Chávez no había mandado disparar contra los
manifestantes como lo clamaron mentirosamente algunos
canales de televisión (me refiero al montaje trucado y
falseado que Venevisión difundió mundialmente); las
pruebas existen al contrario, que los primeros
disparos partieron de francotiradores disimulados
entre los manifestantes golpistas contra los
partidarios de Chávez, entre los cuales se produjeron
los primeros cuatro muertos.

Este gravísimo golpe a la democracia, con su aspecto
caricatural (¡una junta militar presidida por el jefe
de la patronal!), hizo retroceder, durante 48 horas, a
todo el continente latino-americano a una era política
que pensábamos superada, los años del pinochetismo y
de la represión. Ha sido una terrible advertencia para
todo dirigente latinoamericano que intente oponerse al
modelo ultraliberal y critique la globalización. Esa
advertencia se dirige, en primer lugar, a Luiz Inacio
Lula da Silva, del Partido de los Trabajadores (PT) de
Brasil, que los sondeos colocan en cabeza de las
intenciones de voto para la próxima elección
presidencial de octubre.

Toda esta conjuración se veía venir. Estaba yo en
Caracas hace apenas una semana. Se percibía
inmediatamente una atmósfera de tensión extrema. El
golpe venía.

Venezuela posee una estructura de la riqueza
escandalosamente desigual. El 70% de la población vive
en la pobreza. Durante 40 años, dos partidos -Acción
Democrática (social- demócrata) y Copei
(demócrata-cristiano)- se habían repartido el poder y
la riqueza nacional. Los niveles de corrupción
alcanzaron dimensiones inauditas.

Mientras recorríamos de noche las calles de Caracas,
Hugo Chávez me decía que Venezuela había recibido,
desde 1960 hasta 1998, en ingresos de divisas por
venta de petróleo, el equivalente de unos 15 planes
Marshall. 'Con un único Plan Marshall', me decía
Chávez, 'se pudo reconstruir toda Europa destruida por
la Segunda Guerra Mundial. Y con 15 planes Marshall,
en Venezuela, sólo se ha conseguido que unos cuantos
corruptos hayan amasado algunas de la mayores fortunas
del mundo, mientras la mayoría de la población yace en
la miseria'.

Ese sistema de corrupción, combatido por Chávez, acabó
por derrumbarse en 1998. Los dos partidos AD y Copei
fueron barridos y desaparecieron.
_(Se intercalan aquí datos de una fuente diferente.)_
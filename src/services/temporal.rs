use chrono::{Datelike, NaiveDate};

/// Ordered parse attempts for source dates. The ISO form and the US slash
/// form are the contract; the rest show up in manually edited exports.
pub const DATE_FORMATS: &[&str] = &["%Y-%m-%d", "%m/%d/%Y", "%Y/%m/%d", "%d.%m.%Y"];

pub fn parse_flexible_date(raw: &str) -> Option<NaiveDate> {
    let trimmed = raw.trim();
    if trimmed.is_empty() {
        return None;
    }
    for fmt in DATE_FORMATS {
        if let Ok(date) = NaiveDate::parse_from_str(trimmed, fmt) {
            return Some(date);
        }
    }
    None
}

/// Renormalizes a source date to ISO-8601 when it parses, otherwise keeps
/// the raw string so the consumer can still display it.
pub fn normalize_date(raw: &str) -> String {
    let trimmed = raw.trim();
    if trimmed.is_empty() {
        return String::new();
    }
    match parse_flexible_date(trimmed) {
        Some(date) => date.format("%Y-%m-%d").to_string(),
        None => trimmed.to_string(),
    }
}

/// Inclusive calendar-month span between two dates: any day within a month
/// occupies that whole month, and a single-day span counts as 1. Clamped to
/// a minimum of 1 even when end < start, since a line item always occupies
/// at least its own active month.
///
/// When either date fails to parse, falls back to counting comma-separated
/// month-name tokens in the auxiliary months field, else 0.
pub fn months_spanned(start: &str, end: &str, months_field: &str) -> i64 {
    match (parse_flexible_date(start), parse_flexible_date(end)) {
        (Some(s), Some(e)) => {
            let span = (e.year() as i64 - s.year() as i64) * 12
                + (e.month() as i64 - s.month() as i64)
                + 1;
            span.max(1)
        }
        _ => months_field
            .split(',')
            .filter(|token| !token.trim().is_empty())
            .count() as i64,
    }
}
Chávez fue elegido
presidente con un programa de transformación social y
con el proyecto de hacer de Venezuela un país más
justo y menos desigual. Algunos pensaron que, como
tantos otros, una vez establecido en el poder, Chávez
se olvidaría de sus promesas y todo seguiría como
siempre. Pero este comandante, de origen muy humilde,
admirador de los grandes libertadores
latinoamericanos, estaba decidido a no defraudar a sus
electores, esos habitantes de los ranchitos que veían
en él la última esperanza para salir de la pobreza, la
incultura y la humillación. 'La lucha por la justicia,
la lucha por la igualdad y la lucha por la libertad',
me decía Chávez, 'algunos la llaman socialismo; otros,
cristianismo; nosotros la llamamos bolivarismo'.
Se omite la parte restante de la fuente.